**** Exercise materials ****

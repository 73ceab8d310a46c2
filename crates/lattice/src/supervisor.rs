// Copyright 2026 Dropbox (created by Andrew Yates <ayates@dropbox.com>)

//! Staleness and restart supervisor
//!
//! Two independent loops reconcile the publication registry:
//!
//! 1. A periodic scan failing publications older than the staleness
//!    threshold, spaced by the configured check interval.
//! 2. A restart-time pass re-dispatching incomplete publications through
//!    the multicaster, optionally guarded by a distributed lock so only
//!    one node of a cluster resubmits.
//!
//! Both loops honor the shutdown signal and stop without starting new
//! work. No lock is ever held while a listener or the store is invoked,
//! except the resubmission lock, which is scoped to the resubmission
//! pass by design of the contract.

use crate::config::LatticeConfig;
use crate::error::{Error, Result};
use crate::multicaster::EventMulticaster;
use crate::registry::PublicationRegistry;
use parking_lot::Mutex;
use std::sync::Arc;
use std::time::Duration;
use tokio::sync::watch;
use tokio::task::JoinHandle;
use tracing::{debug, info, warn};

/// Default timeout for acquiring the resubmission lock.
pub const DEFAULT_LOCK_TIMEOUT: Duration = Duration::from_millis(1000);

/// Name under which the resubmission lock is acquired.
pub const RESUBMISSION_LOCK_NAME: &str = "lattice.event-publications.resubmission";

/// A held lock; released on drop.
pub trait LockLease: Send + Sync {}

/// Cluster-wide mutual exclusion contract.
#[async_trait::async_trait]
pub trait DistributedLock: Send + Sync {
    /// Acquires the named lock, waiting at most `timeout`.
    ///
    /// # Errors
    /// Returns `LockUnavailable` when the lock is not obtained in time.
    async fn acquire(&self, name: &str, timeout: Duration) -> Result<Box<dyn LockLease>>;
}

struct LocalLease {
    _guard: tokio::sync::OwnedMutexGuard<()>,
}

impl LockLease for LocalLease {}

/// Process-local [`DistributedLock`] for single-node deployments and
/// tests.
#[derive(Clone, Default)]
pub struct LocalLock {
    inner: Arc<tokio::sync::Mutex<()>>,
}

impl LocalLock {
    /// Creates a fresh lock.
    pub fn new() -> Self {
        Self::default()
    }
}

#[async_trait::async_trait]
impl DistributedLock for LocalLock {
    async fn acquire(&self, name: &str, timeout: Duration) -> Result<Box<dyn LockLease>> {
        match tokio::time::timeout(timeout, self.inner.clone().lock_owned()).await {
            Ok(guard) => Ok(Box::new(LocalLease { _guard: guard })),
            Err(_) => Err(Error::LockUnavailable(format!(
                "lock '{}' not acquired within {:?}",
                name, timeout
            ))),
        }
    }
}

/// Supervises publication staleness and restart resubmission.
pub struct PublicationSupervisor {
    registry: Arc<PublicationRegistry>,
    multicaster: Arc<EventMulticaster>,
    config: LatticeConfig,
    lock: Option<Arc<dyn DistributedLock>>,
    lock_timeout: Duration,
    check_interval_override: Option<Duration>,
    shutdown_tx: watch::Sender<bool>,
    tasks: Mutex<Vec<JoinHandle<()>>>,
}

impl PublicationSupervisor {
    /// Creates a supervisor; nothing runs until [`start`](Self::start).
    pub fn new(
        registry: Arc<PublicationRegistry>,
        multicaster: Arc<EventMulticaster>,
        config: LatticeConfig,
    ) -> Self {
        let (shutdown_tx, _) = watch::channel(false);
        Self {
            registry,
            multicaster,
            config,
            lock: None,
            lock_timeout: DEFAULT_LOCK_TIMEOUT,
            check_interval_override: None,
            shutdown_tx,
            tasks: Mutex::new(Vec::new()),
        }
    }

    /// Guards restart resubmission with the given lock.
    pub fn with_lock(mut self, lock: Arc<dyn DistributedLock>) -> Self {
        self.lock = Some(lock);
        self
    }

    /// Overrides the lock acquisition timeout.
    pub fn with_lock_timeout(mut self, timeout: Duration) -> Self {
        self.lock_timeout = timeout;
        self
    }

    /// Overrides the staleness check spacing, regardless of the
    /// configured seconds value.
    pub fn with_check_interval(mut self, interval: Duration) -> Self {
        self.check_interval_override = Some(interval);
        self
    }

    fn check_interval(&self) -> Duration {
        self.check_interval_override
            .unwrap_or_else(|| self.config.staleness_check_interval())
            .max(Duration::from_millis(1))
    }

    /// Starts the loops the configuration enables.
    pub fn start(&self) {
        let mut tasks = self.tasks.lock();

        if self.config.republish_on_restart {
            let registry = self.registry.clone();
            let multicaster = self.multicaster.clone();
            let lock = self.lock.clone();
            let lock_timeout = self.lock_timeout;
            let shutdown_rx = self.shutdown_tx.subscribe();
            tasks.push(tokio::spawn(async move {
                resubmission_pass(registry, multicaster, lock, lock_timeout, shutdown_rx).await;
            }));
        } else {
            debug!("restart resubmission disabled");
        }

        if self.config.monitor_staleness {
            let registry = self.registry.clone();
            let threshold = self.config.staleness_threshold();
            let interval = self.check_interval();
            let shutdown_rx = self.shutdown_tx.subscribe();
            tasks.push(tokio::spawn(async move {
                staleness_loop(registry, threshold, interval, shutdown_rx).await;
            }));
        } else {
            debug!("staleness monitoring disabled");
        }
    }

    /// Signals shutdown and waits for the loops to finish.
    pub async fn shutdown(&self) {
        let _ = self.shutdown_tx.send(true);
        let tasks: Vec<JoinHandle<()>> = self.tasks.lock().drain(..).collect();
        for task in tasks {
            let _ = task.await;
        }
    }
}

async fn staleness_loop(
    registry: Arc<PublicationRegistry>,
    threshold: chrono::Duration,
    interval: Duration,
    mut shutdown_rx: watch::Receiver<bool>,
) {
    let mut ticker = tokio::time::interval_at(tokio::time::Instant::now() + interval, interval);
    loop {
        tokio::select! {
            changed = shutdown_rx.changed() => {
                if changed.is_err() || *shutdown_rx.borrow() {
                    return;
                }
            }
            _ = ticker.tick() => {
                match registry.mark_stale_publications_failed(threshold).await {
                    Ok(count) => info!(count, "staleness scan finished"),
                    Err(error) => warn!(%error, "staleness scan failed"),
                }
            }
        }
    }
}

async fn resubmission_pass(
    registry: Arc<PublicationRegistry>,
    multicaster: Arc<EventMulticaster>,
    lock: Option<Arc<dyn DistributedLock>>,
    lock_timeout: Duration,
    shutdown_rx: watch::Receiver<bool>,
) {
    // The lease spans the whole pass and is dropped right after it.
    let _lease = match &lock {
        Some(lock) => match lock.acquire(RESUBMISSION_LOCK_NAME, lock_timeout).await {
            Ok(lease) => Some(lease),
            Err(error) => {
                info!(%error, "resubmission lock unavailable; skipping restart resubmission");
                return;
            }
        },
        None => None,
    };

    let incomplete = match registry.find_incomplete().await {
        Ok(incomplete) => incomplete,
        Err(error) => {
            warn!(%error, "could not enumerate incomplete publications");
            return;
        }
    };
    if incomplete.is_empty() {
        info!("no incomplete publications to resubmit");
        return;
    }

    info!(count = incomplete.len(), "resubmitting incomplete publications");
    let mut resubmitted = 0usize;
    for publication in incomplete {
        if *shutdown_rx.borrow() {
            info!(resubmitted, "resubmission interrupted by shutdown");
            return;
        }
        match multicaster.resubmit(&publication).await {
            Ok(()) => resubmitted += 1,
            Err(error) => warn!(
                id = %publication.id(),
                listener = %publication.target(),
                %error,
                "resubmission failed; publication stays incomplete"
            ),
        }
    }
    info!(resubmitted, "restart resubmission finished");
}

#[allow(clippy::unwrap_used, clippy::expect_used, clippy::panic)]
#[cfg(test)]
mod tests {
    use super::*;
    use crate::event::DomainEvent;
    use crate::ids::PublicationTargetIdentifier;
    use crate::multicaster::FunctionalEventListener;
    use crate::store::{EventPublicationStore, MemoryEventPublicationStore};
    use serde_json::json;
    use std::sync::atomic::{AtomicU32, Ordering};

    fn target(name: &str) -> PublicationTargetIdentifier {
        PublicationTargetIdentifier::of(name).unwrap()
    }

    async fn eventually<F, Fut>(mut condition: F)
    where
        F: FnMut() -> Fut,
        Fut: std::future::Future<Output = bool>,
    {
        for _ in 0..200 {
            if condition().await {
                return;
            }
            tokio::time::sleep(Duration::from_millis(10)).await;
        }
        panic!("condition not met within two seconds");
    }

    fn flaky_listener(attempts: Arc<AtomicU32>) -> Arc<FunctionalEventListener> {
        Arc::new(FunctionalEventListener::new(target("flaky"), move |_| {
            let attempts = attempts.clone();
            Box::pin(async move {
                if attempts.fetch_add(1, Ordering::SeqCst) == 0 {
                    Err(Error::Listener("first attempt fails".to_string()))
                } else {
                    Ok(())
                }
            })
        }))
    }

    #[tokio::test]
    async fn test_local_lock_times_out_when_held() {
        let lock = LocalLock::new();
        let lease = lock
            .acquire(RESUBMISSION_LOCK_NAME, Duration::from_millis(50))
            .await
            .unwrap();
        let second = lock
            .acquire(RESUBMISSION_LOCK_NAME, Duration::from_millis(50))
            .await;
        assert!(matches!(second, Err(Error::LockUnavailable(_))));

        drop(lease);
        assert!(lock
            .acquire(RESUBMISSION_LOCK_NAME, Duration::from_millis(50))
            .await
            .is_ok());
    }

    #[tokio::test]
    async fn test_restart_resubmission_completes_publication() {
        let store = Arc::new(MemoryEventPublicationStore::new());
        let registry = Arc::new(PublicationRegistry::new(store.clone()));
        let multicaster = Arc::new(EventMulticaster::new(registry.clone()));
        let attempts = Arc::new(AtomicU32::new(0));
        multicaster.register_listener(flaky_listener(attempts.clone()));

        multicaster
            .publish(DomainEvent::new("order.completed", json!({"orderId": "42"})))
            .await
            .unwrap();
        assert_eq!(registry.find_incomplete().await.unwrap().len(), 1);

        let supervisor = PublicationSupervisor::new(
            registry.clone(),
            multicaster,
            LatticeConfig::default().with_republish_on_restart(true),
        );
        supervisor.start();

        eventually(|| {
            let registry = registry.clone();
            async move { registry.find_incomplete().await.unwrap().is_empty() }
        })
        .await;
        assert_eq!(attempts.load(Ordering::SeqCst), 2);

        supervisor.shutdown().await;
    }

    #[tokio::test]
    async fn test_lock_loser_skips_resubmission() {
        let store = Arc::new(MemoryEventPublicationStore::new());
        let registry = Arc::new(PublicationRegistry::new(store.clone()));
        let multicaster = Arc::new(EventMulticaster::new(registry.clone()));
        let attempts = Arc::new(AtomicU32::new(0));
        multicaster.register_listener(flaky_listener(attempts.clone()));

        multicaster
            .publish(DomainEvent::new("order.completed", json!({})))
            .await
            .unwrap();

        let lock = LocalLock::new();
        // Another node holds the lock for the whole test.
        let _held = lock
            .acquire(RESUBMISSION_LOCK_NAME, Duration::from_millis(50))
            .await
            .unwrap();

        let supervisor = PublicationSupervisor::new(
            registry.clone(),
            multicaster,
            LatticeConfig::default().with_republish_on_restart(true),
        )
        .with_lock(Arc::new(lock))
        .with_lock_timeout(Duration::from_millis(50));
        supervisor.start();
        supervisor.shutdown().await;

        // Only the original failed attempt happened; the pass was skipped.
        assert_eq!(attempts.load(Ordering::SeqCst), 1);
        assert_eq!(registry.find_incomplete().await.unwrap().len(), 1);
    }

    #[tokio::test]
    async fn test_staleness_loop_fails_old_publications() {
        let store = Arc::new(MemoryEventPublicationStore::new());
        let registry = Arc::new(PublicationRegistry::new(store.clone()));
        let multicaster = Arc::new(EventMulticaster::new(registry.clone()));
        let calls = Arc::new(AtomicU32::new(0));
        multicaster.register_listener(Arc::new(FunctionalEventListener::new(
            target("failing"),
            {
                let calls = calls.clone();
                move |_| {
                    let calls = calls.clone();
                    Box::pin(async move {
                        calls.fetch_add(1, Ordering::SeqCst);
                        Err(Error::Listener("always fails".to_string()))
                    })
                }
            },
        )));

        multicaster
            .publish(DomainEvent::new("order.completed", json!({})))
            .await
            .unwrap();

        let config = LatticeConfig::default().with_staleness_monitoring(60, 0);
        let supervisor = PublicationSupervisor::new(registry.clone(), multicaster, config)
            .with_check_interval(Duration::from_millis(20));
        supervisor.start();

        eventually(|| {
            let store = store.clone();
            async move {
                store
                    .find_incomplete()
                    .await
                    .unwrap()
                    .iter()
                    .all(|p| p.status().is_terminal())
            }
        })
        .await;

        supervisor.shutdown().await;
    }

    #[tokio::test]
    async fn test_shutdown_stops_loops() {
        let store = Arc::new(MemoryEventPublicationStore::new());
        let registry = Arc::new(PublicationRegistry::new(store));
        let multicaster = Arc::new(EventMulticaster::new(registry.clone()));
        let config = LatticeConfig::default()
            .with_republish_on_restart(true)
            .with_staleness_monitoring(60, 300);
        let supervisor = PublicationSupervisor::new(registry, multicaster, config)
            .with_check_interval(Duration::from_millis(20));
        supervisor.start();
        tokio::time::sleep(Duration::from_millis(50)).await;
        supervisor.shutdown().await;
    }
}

****

### Work to complete
Copy every line of the entries in which "inner" can be found.

### Solution for this exercise
    inner: Arc<tokio::sync::Mutex<()>>,
        match tokio::time::timeout(timeout, self.inner.clone().lock_owned()).await {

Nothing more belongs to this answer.